The development company, 100 Main Street East Inc., owned by Al and Ralph Frisina, is the second largest land holder with 38 hectares, of which 12 hectares are being used for commercial development and 26 hectares for residential construction. Several smaller land holders own the rest.

"Once the Red Hill (Expressway) is finished ... I would say this whole area will take a life of its own because ... almost everywhere else in Hamilton is pretty well out of land. If not for this project, Hamilton would have only two or three years of land left (for residential development)," said DeSantis.

He says the expressway connecting upper Hamilton to the Queen Elizabeth Highway "will be the lynchpin" that will open "Summit Park to a large group of potential new homeowners through increased accessibility."

DeSantis says roads and sewers will be built this summer and fall to lay groundwork for houses that will start being built in November.
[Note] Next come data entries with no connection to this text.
use std::{
    fmt,
    sync::{
        atomic::{AtomicBool, AtomicU64, AtomicUsize, Ordering},
        Arc,
    },
    time::Duration,
};

use common::{LaneCount, LaneOutput, Record};
use crossbeam_queue::SegQueue;
use dashmap::DashMap;
use itertools::Itertools;
use tokio::{
    sync::{oneshot, Mutex},
    task::JoinHandle,
    time,
};
use tracing::{debug, error, info, warn};
use uuid::Uuid;

use crate::error::{RunError, TaskError};

pub type TaskId = String;
type TaskMap = DashMap<TaskId, Task>;

/// Records one map task produced for one lane, already combined.
pub type Segment = Arc<Vec<Record>>;

/// One independently mapped chunk of input: normalized pairs, unvalidated.
#[derive(Debug, Clone, Default)]
pub struct Split {
    pub name: String,
    pub pairs: Vec<(String, String)>,
}

#[derive(Debug, Clone)]
pub struct MapTask {
    pub index: usize,
    pub split: Arc<Split>,
    pub n_lanes: LaneCount,
}

/// Everything one lane needs, captured at the barrier so a retry starts from
/// exactly the same input.
#[derive(Debug, Clone)]
pub struct ReduceTask {
    pub lane: usize,
    pub segments: Vec<Segment>,
}

#[derive(Debug, Clone)]
pub enum TaskKind {
    Map(MapTask),
    Reduce(ReduceTask),
}

#[derive(Debug, Clone)]
pub struct Task {
    pub id: TaskId,
    pub attempt: u32,
    pub inner: TaskKind,
}

impl fmt::Display for Task {
    fn fmt(&self, f: &mut fmt::Formatter<'_>) -> fmt::Result {
        match &self.inner {
            TaskKind::Map(m) => write!(f, "map task {} ({})", m.index, m.split.name),
            TaskKind::Reduce(r) => write!(f, "reduce task for lane {}", r.lane),
        }
    }
}

pub enum TaskOutput {
    Map {
        index: usize,
        /// Indexed by lane. Empty lanes are `None`.
        segments: Vec<Option<Segment>>,
        malformed: u64,
    },
    Reduce(LaneOutput),
}

#[derive(Debug)]
pub struct PollReply {
    pub task: Option<Task>,
    pub shutdown: bool,
}

impl fmt::Display for PollReply {
    fn fmt(&self, f: &mut fmt::Formatter<'_>) -> fmt::Result {
        match &self.task {
            Some(task) => write!(f, "PollReply:{{ task: {}, shutdown: {} }}", task, self.shutdown),
            None => write!(f, "PollReply:{{ task: none, shutdown: {} }}", self.shutdown),
        }
    }
}

#[derive(Debug, Clone)]
pub struct RunOptions {
    /// Concurrent workers. Independent of the lane count.
    pub workers: usize,
    /// A running attempt older than this is handed out again.
    pub task_timeout: Duration,
    /// Attempts per task before the whole run fails.
    pub max_attempts: u32,
}

impl Default for RunOptions {
    fn default() -> Self {
        Self {
            workers: std::thread::available_parallelism().map_or(4, |n| n.get()),
            task_timeout: Duration::from_secs(10),
            max_attempts: 3,
        }
    }
}

/// Hands out tasks, tracks which are running and owns the exchange between
/// the map and the reduce phase.
///
/// Map tasks are handed out first. Once every map task has completed the
/// exchange is frozen and one reduce task per lane is queued, so no lane
/// starts reducing before all of its input has arrived.
#[derive(Debug)]
pub struct Coordinator {
    options: RunOptions,
    n_lanes: LaneCount,
    shutdown: Mutex<Option<oneshot::Sender<()>>>,
    reduce_stage: AtomicBool,
    finished: AtomicBool,
    /// Tasks of the current stage that have not completed yet.
    outstanding: AtomicUsize,
    pending_tasks: SegQueue<Task>,
    running_tasks: TaskMap,
    exchange: DashMap<usize, Vec<(usize, Segment)>>,
    lane_outputs: DashMap<usize, LaneOutput>,
    retry_handlers: DashMap<TaskId, JoinHandle<()>>,
    malformed: AtomicU64,
    failure: std::sync::Mutex<Option<RunError>>,
}

impl Coordinator {
    fn init_map(&self, splits: Vec<Split>) {
        let map_tasks = splits
            .into_iter()
            .enumerate()
            .map(|(index, split)| MapTask {
                index,
                split: Arc::new(split),
                n_lanes: self.n_lanes,
            })
            .collect_vec();

        self.outstanding.store(map_tasks.len(), Ordering::SeqCst);
        for task in map_tasks {
            self.pending_tasks.push(Task {
                id: Uuid::new_v4().to_string(),
                attempt: 0,
                inner: TaskKind::Map(task),
            });
        }
    }

    fn init_reduce(&self) {
        let reduce_tasks = self
            .n_lanes
            .lanes()
            .map(|lane| {
                let segments = self
                    .exchange
                    .remove(&lane)
                    .map(|(_, mut segments)| {
                        segments.sort_by_key(|(split, _)| *split);
                        segments.into_iter().map(|(_, segment)| segment).collect()
                    })
                    .unwrap_or_default();
                ReduceTask { lane, segments }
            })
            .collect_vec();

        self.outstanding.store(reduce_tasks.len(), Ordering::SeqCst);
        for task in reduce_tasks {
            self.pending_tasks.push(Task {
                id: Uuid::new_v4().to_string(),
                attempt: 0,
                inner: TaskKind::Reduce(task),
            });
        }
    }

    pub fn new(
        splits: Vec<Split>,
        n_lanes: LaneCount,
        options: RunOptions,
        shutdown: oneshot::Sender<()>,
    ) -> Self {
        let this = Self {
            options,
            n_lanes,
            shutdown: Mutex::new(Some(shutdown)),
            reduce_stage: AtomicBool::new(false),
            finished: AtomicBool::new(false),
            outstanding: AtomicUsize::new(0),
            pending_tasks: SegQueue::new(),
            running_tasks: TaskMap::new(),
            exchange: DashMap::new(),
            lane_outputs: DashMap::new(),
            retry_handlers: DashMap::new(),
            malformed: AtomicU64::new(0),
            failure: std::sync::Mutex::new(None),
        };
        if splits.is_empty() {
            info!("no input splits, going straight to reduce");
            this.reduce_stage.store(true, Ordering::SeqCst);
            this.init_reduce();
        } else {
            this.init_map(splits);
        }
        this
    }

    pub fn n_lanes(&self) -> LaneCount {
        self.n_lanes
    }

    pub fn options(&self) -> &RunOptions {
        &self.options
    }

    pub fn is_finished(&self) -> bool {
        self.finished.load(Ordering::Acquire)
    }

    pub fn malformed(&self) -> u64 {
        self.malformed.load(Ordering::Relaxed)
    }
}

impl Coordinator {
    fn spawn_retry(self: &Arc<Self>, task: &Task) {
        let id = task.id.clone();
        let timeout = self.options.task_timeout;
        let this = Arc::clone(self);

        let handler = tokio::spawn(async move {
            time::sleep(timeout).await;
            this.retry_handlers.remove(&id);
            if let Some((_, task)) = this.running_tasks.remove(&id) {
                warn!("task timeout: {}", task);
                this.retry(task, TaskError::TimedOut(timeout)).await;
            }
        });

        self.retry_handlers.insert(task.id.clone(), handler);
    }

    /// Puts a failed attempt back in the queue under a fresh id, or fails the
    /// run once the task is out of attempts.
    async fn retry(&self, task: Task, err: TaskError) {
        if self.is_finished() {
            return;
        }
        let attempts = task.attempt + 1;
        if attempts >= self.options.max_attempts {
            error!("{} failed for good: {}", task, err);
            self.finish(Some(RunError::Exhausted {
                task: task.to_string(),
                attempts,
                source: err,
            }))
            .await;
            return;
        }

        warn!("{} failed (attempt {}): {}, retrying", task, attempts, err);
        self.pending_tasks.push(Task {
            id: Uuid::new_v4().to_string(),
            attempt: attempts,
            inner: task.inner,
        });
    }

    fn reduce_stage(&self) -> bool {
        self.reduce_stage.load(Ordering::Acquire)
    }

    fn cancel_retry(&self, id: &str) {
        if let Some((_, handler)) = self.retry_handlers.remove(id) {
            handler.abort()
        }
    }

    async fn finish(&self, failure: Option<RunError>) {
        if let Some(failure) = failure {
            if let Ok(mut slot) = self.failure.lock() {
                slot.get_or_insert(failure);
            }
        }
        if self.finished.swap(true, Ordering::AcqRel) {
            return;
        }

        let ids = self.retry_handlers.iter().map(|e| e.key().clone()).collect_vec();
        for id in ids {
            self.cancel_retry(&id);
        }

        let mut inner = self.shutdown.lock().await;
        if let Some(sender) = inner.take() {
            let _ = sender.send(());
        }
    }
}

impl Coordinator {
    pub fn poll_task(self: &Arc<Self>) -> PollReply {
        if self.is_finished() {
            return PollReply {
                task: None,
                shutdown: true,
            };
        }

        let reply = match self.pending_tasks.pop() {
            Some(task) => {
                debug_assert!(self.reduce_stage() ^ matches!(task.inner, TaskKind::Map(_)));

                self.running_tasks.insert(task.id.clone(), task.clone());
                self.spawn_retry(&task);
                PollReply {
                    task: Some(task),
                    shutdown: false,
                }
            }
            None => PollReply {
                task: None,
                shutdown: false,
            },
        };

        if reply.task.is_some() {
            debug!("poll task reply: {}", reply);
        }
        reply
    }

    pub async fn complete_task(&self, id: &str, output: TaskOutput) {
        // only accept output while the attempt is still running; a timed-out
        // attempt has been handed to someone else
        let Some((_, task)) = self.running_tasks.remove(id) else {
            debug!("ignoring completion of stale attempt {}", id);
            return;
        };
        self.cancel_retry(id);
        if self.is_finished() {
            return;
        }
        info!("task done: {}", task);

        match output {
            TaskOutput::Map {
                index,
                segments,
                malformed,
            } => {
                self.malformed.fetch_add(malformed, Ordering::Relaxed);
                for (lane, segment) in segments.into_iter().enumerate() {
                    if let Some(segment) = segment {
                        self.exchange.entry(lane).or_default().push((index, segment));
                    }
                }
            }
            TaskOutput::Reduce(output) => {
                self.lane_outputs.insert(output.lane, output);
            }
        }

        if self.outstanding.fetch_sub(1, Ordering::AcqRel) == 1 {
            let previous_reduce = self.reduce_stage.fetch_or(true, Ordering::SeqCst);
            if !previous_reduce {
                info!(
                    malformed = self.malformed(),
                    "map done, init reduce for {} lanes",
                    self.n_lanes.get()
                );
                self.init_reduce();
            } else {
                info!("all done");
                self.finish(None).await;
            }
        }
    }

    pub async fn fail_task(&self, id: &str, err: TaskError) {
        let Some((_, task)) = self.running_tasks.remove(id) else {
            debug!("ignoring failure of stale attempt {}: {}", id, err);
            return;
        };
        self.cancel_retry(id);
        if self.is_finished() {
            return;
        }
        self.retry(task, err).await;
    }

    /// Stops the run. Workers drain, nothing is written.
    pub async fn abort(&self) {
        warn!("abort requested");
        self.finish(Some(RunError::Aborted)).await;
    }

    /// Collects the lane outputs once the run is over.
    pub fn take_output(&self) -> Result<(Vec<LaneOutput>, u64), RunError> {
        if let Some(failure) = self.failure.lock().ok().and_then(|mut slot| slot.take()) {
            return Err(failure);
        }
        let outputs = self
            .n_lanes
            .lanes()
            .map(|lane| {
                self.lane_outputs
                    .remove(&lane)
                    .map(|(_, output)| output)
                    .ok_or(RunError::MissingLane(lane))
            })
            .collect::<Result<Vec<_>, _>>()?;
        Ok((outputs, self.malformed()))
    }
}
A model home and a sales office have so far been constructed.

Also moving ahead with its part of the development is 100 Main Street East Inc., starting with commercial construction first.

"It will be big box kind of stores with some restaurants and hopefully movie theatres," said Al Frisina.
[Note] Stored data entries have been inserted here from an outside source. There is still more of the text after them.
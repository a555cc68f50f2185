use std::fmt;

use crate::error::{MalformedReason, MalformedRecord};

/// Canonical signature of a word: its letters sorted ascending.
///
/// Always lowercase ASCII, at least two letters long, and already in
/// ascending order, so every anagram of a word maps to the same key.
#[derive(Debug, Clone, PartialEq, Eq, PartialOrd, Ord, Hash)]
pub struct GroupKey(String);

impl GroupKey {
    /// Derives the key of a normalized word. Returns `None` when the word is
    /// shorter than two letters or contains anything but `a-z`.
    pub fn of(word: &str) -> Option<Self> {
        if word.len() < 2 || !word.bytes().all(|b| b.is_ascii_lowercase()) {
            return None;
        }
        let mut letters = word.as_bytes().to_vec();
        letters.sort_unstable();
        // only ascii lowercase bytes, always valid utf-8
        String::from_utf8(letters).ok().map(Self)
    }

    /// Accepts an already computed key after checking its shape.
    pub fn parse(key: &str) -> Result<Self, MalformedReason> {
        if key.len() < 2 {
            return Err(MalformedReason::KeyTooShort);
        }
        if !key.bytes().all(|b| b.is_ascii_lowercase()) {
            return Err(MalformedReason::KeyNotLowercaseAscii);
        }
        if !key.as_bytes().windows(2).all(|w| w[0] <= w[1]) {
            return Err(MalformedReason::KeyNotSorted);
        }
        Ok(Self(key.to_string()))
    }

    pub fn as_str(&self) -> &str {
        &self.0
    }
}

impl fmt::Display for GroupKey {
    fn fmt(&self, f: &mut fmt::Formatter<'_>) -> fmt::Result {
        f.write_str(&self.0)
    }
}

/// One `(groupKey, word)` pair flowing through the pipeline.
///
/// Fields are private: a `Record` can only be built through [`Record::new`]
/// or [`Record::from_word`], both of which guarantee that the key is the
/// sorted letters of the word.
#[derive(Debug, Clone, PartialEq, Eq, Hash)]
pub struct Record {
    key: GroupKey,
    word: String,
}

impl Record {
    /// Validates a pair produced by the normalizer.
    pub fn new(key: impl Into<String>, word: impl Into<String>) -> Result<Self, MalformedRecord> {
        let key = key.into();
        let word = word.into();
        let parsed = match GroupKey::parse(&key) {
            Ok(parsed) => parsed,
            Err(reason) => return Err(MalformedRecord { key, word, reason }),
        };
        match GroupKey::of(&word) {
            Some(expected) if expected == parsed => Ok(Self { key: parsed, word }),
            _ => Err(MalformedRecord {
                key,
                word,
                reason: MalformedReason::KeyMismatch,
            }),
        }
    }

    pub fn from_word(word: impl Into<String>) -> Option<Self> {
        let word = word.into();
        GroupKey::of(&word).map(|key| Self { key, word })
    }

    pub fn key(&self) -> &GroupKey {
        &self.key
    }

    pub fn word(&self) -> &str {
        &self.word
    }

    pub fn into_word(self) -> String {
        self.word
    }

    pub fn into_parts(self) -> (GroupKey, String) {
        (self.key, self.word)
    }
}

impl TryFrom<(String, String)> for Record {
    type Error = MalformedRecord;

    fn try_from((key, word): (String, String)) -> Result<Self, Self::Error> {
        Self::new(key, word)
    }
}
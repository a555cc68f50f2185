//! Normalizer for the anagram job: splits text into tokens, drops stop words,
//! and turns each remaining token into a `(groupKey, word)` pair.

use std::collections::HashSet;

use common::{App, GroupKey, Workload};
use itertools::Itertools;
use once_cell::sync::Lazy;

const STOP_WORDS: &str = "'tis,'twas,a,able,about,across,after,ain't,all,almost,also,am,among,an,\
and,any,are,aren't,as,at,be,because,been,but,by,can,can't,cannot,could,could've,couldn't,dear,did,\
didn't,do,does,doesn't,don't,either,else,ever,every,for,from,get,got,had,has,hasn't,have,he,he'd,\
he'll,he's,her,hers,him,his,how,how'd,how'll,how's,however,i,i'd,i'll,i'm,i've,if,in,into,is,isn't,\
it,it's,its,just,least,let,like,likely,may,me,might,might've,mightn't,most,must,must've,mustn't,my,\
neither,no,nor,not,of,off,often,on,only,or,other,our,own,rather,said,say,says,shan't,she,she'd,\
she'll,she's,should,should've,shouldn't,since,so,some,than,that,that'll,that's,the,their,them,then,\
there,there's,these,they,they'd,they'll,they're,they've,this,tis,to,too,twas,us,wants,was,wasn't,we,\
we'd,we'll,we're,were,weren't,what,what'd,what's,when,when'd,when'll,when's,where,where'd,where'll,\
where's,which,while,who,who'd,who'll,who's,whom,why,why'd,why'll,why's,will,with,won't,would,\
would've,wouldn't,yet,you,you'd,you'll,you're,you've,your";

/// Built on first use, never modified.
static STOP_SET: Lazy<HashSet<&'static str>> = Lazy::new(|| STOP_WORDS.split(',').collect());

pub const APP_NAME: &str = "anagram";

pub fn is_stop_word(token: &str) -> bool {
    let lowered = token.to_lowercase();
    let trimmed = lowered.trim_matches(|c: char| c.is_ascii_punctuation() && c != '\'');
    STOP_SET.contains(trimmed)
}

/// Lowercase letters-only form of a token, or `None` if it is a stop word or
/// ends up shorter than two letters.
pub fn normalize(token: &str) -> Option<String> {
    if is_stop_word(token) {
        return None;
    }
    let word: String = token
        .to_lowercase()
        .chars()
        .filter(|c| c.is_ascii_lowercase())
        .collect();
    (word.len() > 1).then_some(word)
}

pub fn map(_filename: &str, contents: &str) -> Vec<(String, String)> {
    contents
        .split_whitespace()
        .filter_map(normalize)
        .filter_map(|word| GroupKey::of(&word).map(|key| (key.to_string(), word)))
        .collect_vec()
}

pub fn app() -> App {
    App::new(APP_NAME, map, Workload::default())
}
It's expected the nicknamed Meadowlands East will have slightly more homes but only about a third of the commercial development of its Ancaster namesake, said Frisina.

Resale houses have been selling at a record pace. And last month Canada Mortgage and Housing Corp. (CMHC) said housing starts were up by 37 per cent over the same month last year in Hamilton.
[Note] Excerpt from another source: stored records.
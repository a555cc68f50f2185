//! Core of the anagram grouping job: records, the partitioner, the local
//! combiner, the secondary sort, the group reducer and the lane that strings
//! them together.

use std::{any::Any, ops::Deref};

pub mod combine;
pub mod config;
pub mod error;
pub mod lane;
pub mod partition;
pub mod record;
pub mod reduce;
pub mod sort;
pub mod workload;

pub use config::JobConfig;
pub use error::{ConfigError, LaneError, MalformedReason, MalformedRecord};
pub use lane::{Lane, LaneOutput, LaneState};
pub use partition::{assign_lane, LaneCount};
pub use record::{GroupKey, Record};
pub use reduce::AnagramGroup;
pub use workload::Workload;

/// Turns one input file into normalized `(groupKey, word)` pairs.
pub type MapFn = fn(filename: &str, contents: &str) -> Vec<(String, String)>;

/// A runnable application: its map function plus the workload that consumes
/// the map output.
pub struct App {
    pub app_name: String,
    map: MapFn,
    workload: Workload,
}

impl App {
    pub fn new(app_name: &str, map: MapFn, workload: Workload) -> Self {
        Self {
            app_name: app_name.to_string(),
            map,
            workload,
        }
    }

    pub fn map(&self, filename: &str, contents: &str) -> Vec<(String, String)> {
        (self.map)(filename, contents)
    }

    pub fn workload(&self) -> Workload {
        self.workload
    }
}

impl Deref for App {
    type Target = Workload;

    fn deref(&self) -> &Self::Target {
        &self.workload
    }
}

/// Best-effort text of a caught panic.
pub fn panic_message(payload: Box<dyn Any + Send>) -> String {
    if let Some(s) = payload.downcast_ref::<&str>() {
        s.to_string()
    } else if let Some(s) = payload.downcast_ref::<String>() {
        s.clone()
    } else {
        "unknown panic".to_string()
    }
}
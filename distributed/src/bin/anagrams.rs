use anyhow::{Context, Result};
use clap::Parser;
use common::{App, JobConfig};
use distributed::{init_logger, output::write_outputs, Job, RunOptions, Split};
use futures::future::try_join_all;
use std::{path::PathBuf, sync::Arc, time::Duration};
use tokio::{fs, task};
use tracing::{error, info, warn};

#[derive(Parser, Debug)]
pub struct Cli {
    /// Number of lanes, i.e. reduce partitions.
    #[arg(short = 'n', long, default_value_t = 8, allow_negative_numbers = true)]
    lanes: i64,
    /// Directory receiving one `mr-out-{lane}` file per lane.
    #[arg(short, long)]
    output: Option<PathBuf>,
    /// Concurrent workers; defaults to the number of CPUs.
    #[arg(short, long)]
    workers: Option<usize>,
    /// Seconds before a running task is handed out again.
    #[arg(long, default_value_t = 10)]
    task_timeout: u64,
    #[arg(long, default_value_t = 3)]
    max_attempts: u32,
    /// Also log to `{log_dir}/anagrams.log`.
    #[arg(long)]
    log_dir: Option<PathBuf>,
    input_files: Vec<PathBuf>,
}

async fn load_splits(app: Arc<App>, config: &JobConfig) -> Result<Vec<Split>> {
    let loads = config.inputs.iter().cloned().map(|path| {
        let app = Arc::clone(&app);
        async move {
            let contents = fs::read_to_string(&path)
                .await
                .with_context(|| format!("reading {}", path.display()))?;
            let name = path.to_string_lossy().into_owned();
            let split = task::spawn_blocking(move || {
                let pairs = app.map(&name, &contents);
                Split { name, pairs }
            })
            .await?;
            anyhow::Ok(split)
        }
    });
    let splits = try_join_all(loads).await?;
    info!(app = %app.app_name, splits = splits.len(), "input normalized");
    Ok(splits)
}

async fn run(cli: Cli) -> Result<()> {
    let config = JobConfig::new(cli.lanes, cli.input_files, cli.output)?;
    let mut options = RunOptions {
        task_timeout: Duration::from_secs(cli.task_timeout),
        max_attempts: cli.max_attempts.max(1),
        ..RunOptions::default()
    };
    if let Some(workers) = cli.workers {
        options.workers = workers;
    }

    let app = Arc::new(app_anagram::app());
    let splits = load_splits(Arc::clone(&app), &config).await?;
    let job = Job::new(splits, config.lanes, app.workload(), options);

    let coordinator = job.coordinator();
    tokio::spawn(async move {
        if tokio::signal::ctrl_c().await.is_ok() {
            warn!("interrupted");
            coordinator.abort().await;
        }
    });

    let output = match job.run().await {
        Ok(output) => output,
        Err(err) => {
            error!("run failed: {}", err);
            return Err(err.into());
        }
    };

    let written = write_outputs(&config.output, &output.lanes)
        .with_context(|| format!("writing {}", config.output.display()))?;
    let groups: usize = output.lanes.iter().map(|lane| lane.groups.len()).sum();
    info!(
        files = written.len(),
        groups,
        malformed = output.malformed,
        "all done, output in {}",
        config.output.display()
    );
    Ok(())
}

fn main() -> Result<()> {
    let cli = Cli::parse();
    let _guard = init_logger(cli.log_dir.as_deref(), "anagrams");

    let runtime = tokio::runtime::Builder::new_multi_thread()
        .enable_all()
        .build()?;
    let result = runtime.block_on(run(cli));
    // blocking threads still inside an abandoned attempt must not keep us alive
    runtime.shutdown_timeout(Duration::from_secs(1));
    result
}
use anyhow::Context;
use clap::Parser;
use common::{App, JobConfig, Lane, LaneOutput, MalformedRecord, Record};
use itertools::{Either, Itertools};
use std::{
    fs::{read_to_string, File},
    io::{BufWriter, Write},
    path::{Path, PathBuf},
};
use tracing::{info, warn};
use tracing_subscriber::EnvFilter;

/// Runs the anagram job in a single lane, in process.
#[derive(Parser, Debug)]
struct Cli {
    #[arg(short, long, default_value = "mr-anagram-seq")]
    output: PathBuf,
    input_files: Vec<PathBuf>,
}

fn run(app: &App, config: &JobConfig) -> anyhow::Result<(LaneOutput, usize)> {
    let mut lane = Lane::new(0, app.workload());
    let mut malformed = 0;
    for file in &config.inputs {
        let content =
            read_to_string(file).with_context(|| format!("reading {}", file.display()))?;
        let (records, rejected): (Vec<Record>, Vec<MalformedRecord>) = app
            .map(&file.to_string_lossy(), &content)
            .into_iter()
            .map(Record::try_from)
            .partition_map(|r| match r {
                Ok(record) => Either::Left(record),
                Err(err) => Either::Right(err),
            });
        for err in &rejected {
            warn!(file = %file.display(), "{err}");
        }
        malformed += rejected.len();
        lane.collect(records)?;
    }
    Ok((lane.run()?, malformed))
}

fn write_output(path: &Path, output: &LaneOutput) -> anyhow::Result<()> {
    let mut writer = BufWriter::new(File::create(path)?);
    for group in &output.groups {
        writeln!(writer, "{}", group)?;
    }
    writer.flush()?;
    Ok(())
}

fn main() -> anyhow::Result<()> {
    tracing_subscriber::fmt()
        .with_env_filter(EnvFilter::try_from_default_env().unwrap_or_else(|_| EnvFilter::new("info")))
        .init();

    let cli = Cli::parse();
    let config = JobConfig::new(1, cli.input_files, Some(cli.output))?;
    let app = app_anagram::app();

    let (output, malformed) = run(&app, &config)?;
    write_output(&config.output, &output)?;
    info!(
        app = %app.app_name,
        records = output.collected,
        groups = output.groups.len(),
        malformed,
        "wrote {}",
        config.output.display()
    );
    Ok(())
}

#[cfg(test)]
mod tests {
    use super::*;

    fn job(dir: &Path, texts: &[&str]) -> JobConfig {
        let inputs = texts
            .iter()
            .enumerate()
            .map(|(i, text)| {
                let path = dir.join(format!("pg-{i}.txt"));
                std::fs::write(&path, text).unwrap();
                path
            })
            .collect();
        JobConfig::new(1, inputs, Some(dir.join("mr-anagram-seq"))).unwrap()
    }

    #[test]
    fn groups_words_across_files() {
        let dir = tempfile::tempdir().unwrap();
        let config = job(dir.path(), &["The race, the care.", "Acre! tone note cat race"]);
        let (output, malformed) = run(&app_anagram::app(), &config).unwrap();
        write_output(&config.output, &output).unwrap();

        assert_eq!(malformed, 0);
        let written = std::fs::read_to_string(&config.output).unwrap();
        assert_eq!(written, "3 acre,care,race\n2 note,tone\n");
    }

    #[test]
    fn empty_input_writes_empty_file() {
        let dir = tempfile::tempdir().unwrap();
        let config = job(dir.path(), &[""]);
        let (output, _) = run(&app_anagram::app(), &config).unwrap();
        write_output(&config.output, &output).unwrap();
        assert_eq!(std::fs::read_to_string(&config.output).unwrap(), "");
    }

    #[test]
    fn missing_file_is_an_error() {
        let dir = tempfile::tempdir().unwrap();
        let config = JobConfig::new(
            1,
            vec![dir.path().join("nope.txt")],
            Some(dir.path().join("out")),
        )
        .unwrap();
        assert!(run(&app_anagram::app(), &config).is_err());
    }
}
The property used for Summit Park used to be Ontario Realty Corp. lands that were sold to developers in the late 1980s.



In May 2006, the City’s Growth Related Integrated Development Strategy (GRIDS) outlined a plan for population growth through 2031, including the conversion of 1,130 hectares (~2,800 acres) of farmland to housing be expanding the urban boundary around Elfrida (“Special Policy Area B,” the area around Upper Centennial & Rymal East). The largest urban expansion proposed under GRIDS, it was not the only one. A “special policy area” around the Hamilton International Airport has been more visible and contentious, but the Efrida SPA triggered its share of protest from local advocacy groups.

In February 2007, Al Frisina was among those urging the City to stay the course on the city’s GRIDS plan and not bend to groups pressing to eliminate urban expansion in this area (accommodating residential growth), reasoning that GRIDS was consistent with provincial policy directives.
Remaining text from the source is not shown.